[EXERCISE GOAL]: Your task is to work out how many lines in the data that follows hold "registration" and to state that number alone.

Records from a data source:
//! Web API Authentication Tests
//!
//! Phone verification, registration, login, refresh and token scoping.

mod common;

use axum::http::header::AUTHORIZATION;
use axum::http::StatusCode;
use axum_test::multipart::MultipartForm;
use serde_json::{json, Value};

use common::{bearer, spawn_app, spawn_app_with, TestApp, PASSWORD};
use ijara::auth::{Claims, Identity, TokenType};

const STUDENT_PHONE: &str = "+998901234567";
const RENTER_PHONE: &str = "+998911112233";

// ============================================================================
// Phone verification
// ============================================================================

#[tokio::test]
async fn test_phone_verification_flow() {
    let app = spawn_app().await;

    let response = app
        .server
        .post("/auth/phone_number")
        .json(&json!({ "phone": STUDENT_PHONE }))
        .await;
    response.assert_status_ok();

    let body: Value = response.json();
    assert!(body["data"]["verification_id"].is_string());
    assert_eq!(body["data"]["expires_in"], 300);
    assert_eq!(app.sms.count(), 1);

    let code = app.sms.last_code(STUDENT_PHONE).unwrap();
    assert_eq!(code.len(), 4);

    let response = app
        .server
        .post("/auth/phone_number/sms")
        .json(&json!({
            "verification_id": body["data"]["verification_id"],
            "code": code
        }))
        .await;
    response.assert_status_ok();
    assert_eq!(response.json::<Value>()["data"]["verified"], true);
}

#[tokio::test]
async fn test_wrong_sms_code_rejected() {
    let app = spawn_app().await;

    let response = app
        .server
        .post("/auth/phone_number")
        .json(&json!({ "phone": STUDENT_PHONE }))
        .await;
    let verification_id = response.json::<Value>()["data"]["verification_id"].clone();
    let code = app.sms.last_code(STUDENT_PHONE).unwrap();
    let wrong = if code == "0000" { "1111" } else { "0000" };

    let response = app
        .server
        .post("/auth/phone_number/sms")
        .json(&json!({ "verification_id": verification_id, "code": wrong }))
        .await;
    response.assert_status(StatusCode::BAD_REQUEST);
    assert_eq!(response.json::<Value>()["error"]["code"], "BAD_REQUEST");
}

#[tokio::test]
async fn test_unknown_verification_id_rejected() {
    let app = spawn_app().await;

    let response = app
        .server
        .post("/auth/phone_number/sms")
        .json(&json!({
            "verification_id": "4f1c2b7e-3f1a-4c55-9a7e-0d6b1f1e2a3b",
            "code": "1234"
        }))
        .await;
    response.assert_status(StatusCode::BAD_REQUEST);
}
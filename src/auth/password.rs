//! Password hashing for ijara.
//!
//! Uses Argon2id for secure password hashing. There is no strength
//! policy; only empty and oversized inputs are refused.

use argon2::{
    password_hash::{PasswordHash, PasswordHasher, PasswordVerifier, SaltString},
    Argon2, Params,
};
use rand_core::OsRng;
use thiserror::Error;

/// Maximum password length in bytes.
pub const MAX_PASSWORD_LENGTH: usize = 128;

/// Password-related errors.
#[derive(Error, Debug)]
pub enum PasswordError {
    /// Password is empty.
    #[error("password must not be empty")]
    Empty,

    /// Password is too long.
    #[error("password must be at most {MAX_PASSWORD_LENGTH} bytes")]
    TooLong,

    /// Password hashing failed.
    #[error("password hashing failed: {0}")]
    HashError(String),

    /// Password hash is invalid.
    #[error("invalid password hash format")]
    InvalidHash,

    /// Password verification failed (wrong password).
    #[error("password verification failed")]
    VerificationFailed,
}

/// Create the Argon2 hasher.
///
/// Parameters:
/// - Memory cost: 19 MiB (19456 KiB)
/// - Time cost: 2 iterations
/// - Parallelism: 1 lane
fn create_argon2() -> Result<Argon2<'static>, PasswordError> {
    let m_cost = 19456;
    let t_cost = 2;
    let p_cost = 1;

    let params = Params::new(m_cost, t_cost, p_cost, None)
        .map_err(|e| PasswordError::HashError(e.to_string()))?;
    Ok(Argon2::new(
        argon2::Algorithm::Argon2id,
        argon2::Version::V0x13,
        params,
    ))
}

/// Hash a password using Argon2id.
///
/// Returns a PHC-formatted hash string that includes the salt and parameters.
///
/// # Examples
///
/// ```
/// use ijara::hash_password;
///
/// let hash = hash_password("Secret123").unwrap();
/// assert!(hash.starts_with("$argon2id$"));
/// ```
pub fn hash_password(password: &str) -> Result<String, PasswordError> {
    check_password_input(password)?;

    let salt = SaltString::generate(&mut OsRng);
    let hash = create_argon2()?
        .hash_password(password.as_bytes(), &salt)
        .map_err(|e| PasswordError::HashError(e.to_string()))?;

    Ok(hash.to_string())
}

/// Verify a password against a stored hash.
///
/// # Examples
///
/// ```
/// use ijara::{hash_password, verify_password};
///
/// let hash = hash_password("Secret123").unwrap();
/// assert!(verify_password("Secret123", &hash).is_ok());
/// assert!(verify_password("wrong", &hash).is_err());
/// ```
pub fn verify_password(password: &str, hash: &str) -> Result<(), PasswordError> {
    let parsed_hash = PasswordHash::new(hash).map_err(|_| PasswordError::InvalidHash)?;

    // Cost parameters come from the stored hash
    Argon2::default()
        .verify_password(password.as_bytes(), &parsed_hash)
        .map_err(|_| PasswordError::VerificationFailed)
}

/// Reject inputs that cannot be hashed sensibly.
pub fn check_password_input(password: &str) -> Result<(), PasswordError> {
    if password.is_empty() {
        return Err(PasswordError::Empty);
    }
    if password.len() > MAX_PASSWORD_LENGTH {
        return Err(PasswordError::TooLong);
    }
    Ok(())
}
//! Response DTOs for the HTTP API.

use serde::Serialize;
use utoipa::ToSchema;
use uuid::Uuid;

use crate::db::{Rate, Renter, Staff, Student};

// ============================================================================
// Generic Response Wrappers
// ============================================================================

/// Generic API response wrapper.
#[derive(Debug, Serialize)]
pub struct ApiResponse<T: Serialize> {
    /// Response data.
    pub data: T,
}

impl<T: Serialize> ApiResponse<T> {
    /// Create a new API response.
    pub fn new(data: T) -> Self {
        Self { data }
    }
}

/// Paginated response wrapper.
#[derive(Debug, Serialize)]
pub struct PaginatedResponse<T: Serialize> {
    /// Response data.
    pub data: Vec<T>,
    /// Pagination metadata.
    pub meta: PaginationMeta,
}

impl<T: Serialize> PaginatedResponse<T> {
    /// Create a new paginated response.
    pub fn new(data: Vec<T>, page: u32, per_page: u32, total: u64) -> Self {
        Self {
            data,
            meta: PaginationMeta {
                page,
                per_page,
                total,
            },
        }
    }
}

/// Pagination metadata.
#[derive(Debug, Serialize, ToSchema)]
pub struct PaginationMeta {
    /// Current page number.
    pub page: u32,
    /// Items per page.
    pub per_page: u32,
    /// Total number of items.
    pub total: u64,
}

// ============================================================================
// Auth
// ============================================================================

/// Pending phone verification.
#[derive(Debug, Serialize, ToSchema)]
pub struct VerificationStartedResponse {
    /// ID to pass to the SMS step and to registration.
    pub verification_id: Uuid,
    /// Seconds until the code expires.
    pub expires_in: u64,
}

/// Confirmed phone verification.
#[derive(Debug, Serialize, ToSchema)]
pub struct VerifiedResponse {
    pub verification_id: Uuid,
    pub verified: bool,
}

/// Newly registered account.
#[derive(Debug, Serialize, ToSchema)]
pub struct RegisteredResponse {
    pub id: i64,
}

/// Summary of the authenticated identity.
#[derive(Debug, Serialize, ToSchema)]
pub struct MeResponse {
    /// "student", "renter" or "staff".
    pub class: String,
    pub id: i64,
    pub firstname: String,
    pub lastname: String,
    pub phone: String,
    #[serde(skip_serializing_if = "Option::is_none")]
    pub jins_id: Option<i64>,
    #[serde(skip_serializing_if = "Option::is_none")]
    pub role_id: Option<i64>,
    #[serde(skip_serializing_if = "Option::is_none")]
    pub email: Option<String>,
    #[serde(skip_serializing_if = "Option::is_none")]
    pub image: Option<String>,
}

impl From<Student> for MeResponse {
    fn from(s: Student) -> Self {
        Self {
            class: "student".to_string(),
            id: s.id,
            firstname: s.firstname,
            lastname: s.lastname,
            phone: s.phone,
            jins_id: Some(s.jins_id),
            role_id: None,
            email: None,
            image: s.image,
        }
    }
}

impl From<Renter> for MeResponse {
    fn from(r: Renter) -> Self {
        Self {
            class: "renter".to_string(),
            id: r.id,
            firstname: r.firstname,
            lastname: r.lastname,
            phone: r.phone,
            jins_id: None,
            role_id: None,
            email: None,
            image: r.image,
        }
    }
}

impl From<Staff> for MeResponse {
    fn from(s: Staff) -> Self {
        Self {
            class: "staff".to_string(),
            id: s.id,
            firstname: s.firstname,
            lastname: s.lastname,
            phone: s.phone,
            jins_id: None,
            role_id: Some(s.role_id),
            email: Some(s.email),
            image: None,
        }
    }
}

// ============================================================================
// Listings
// ============================================================================

/// Result of a create or toggle action.
#[derive(Debug, Serialize, ToSchema)]
pub struct SuccessResponse {
    pub success: bool,
    #[serde(skip_serializing_if = "Option::is_none")]
    pub id: Option<i64>,
}

impl SuccessResponse {
    pub fn ok() -> Self {
        Self {
            success: true,
            id: None,
        }
    }

    pub fn created(id: i64) -> Self {
        Self {
            success: true,
            id: Some(id),
        }
    }
}

/// Stored image reference.
#[derive(Debug, Serialize, ToSchema)]
pub struct ImageUploadedResponse {
    pub success: bool,
    /// Key for `GET /mobile/student/image`.
    pub hashcode: String,
}

/// Stored review.
#[derive(Debug, Serialize, ToSchema)]
pub struct ReviewResponse {
    pub review_data: Rate,
}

[ANSWER AREA]: 2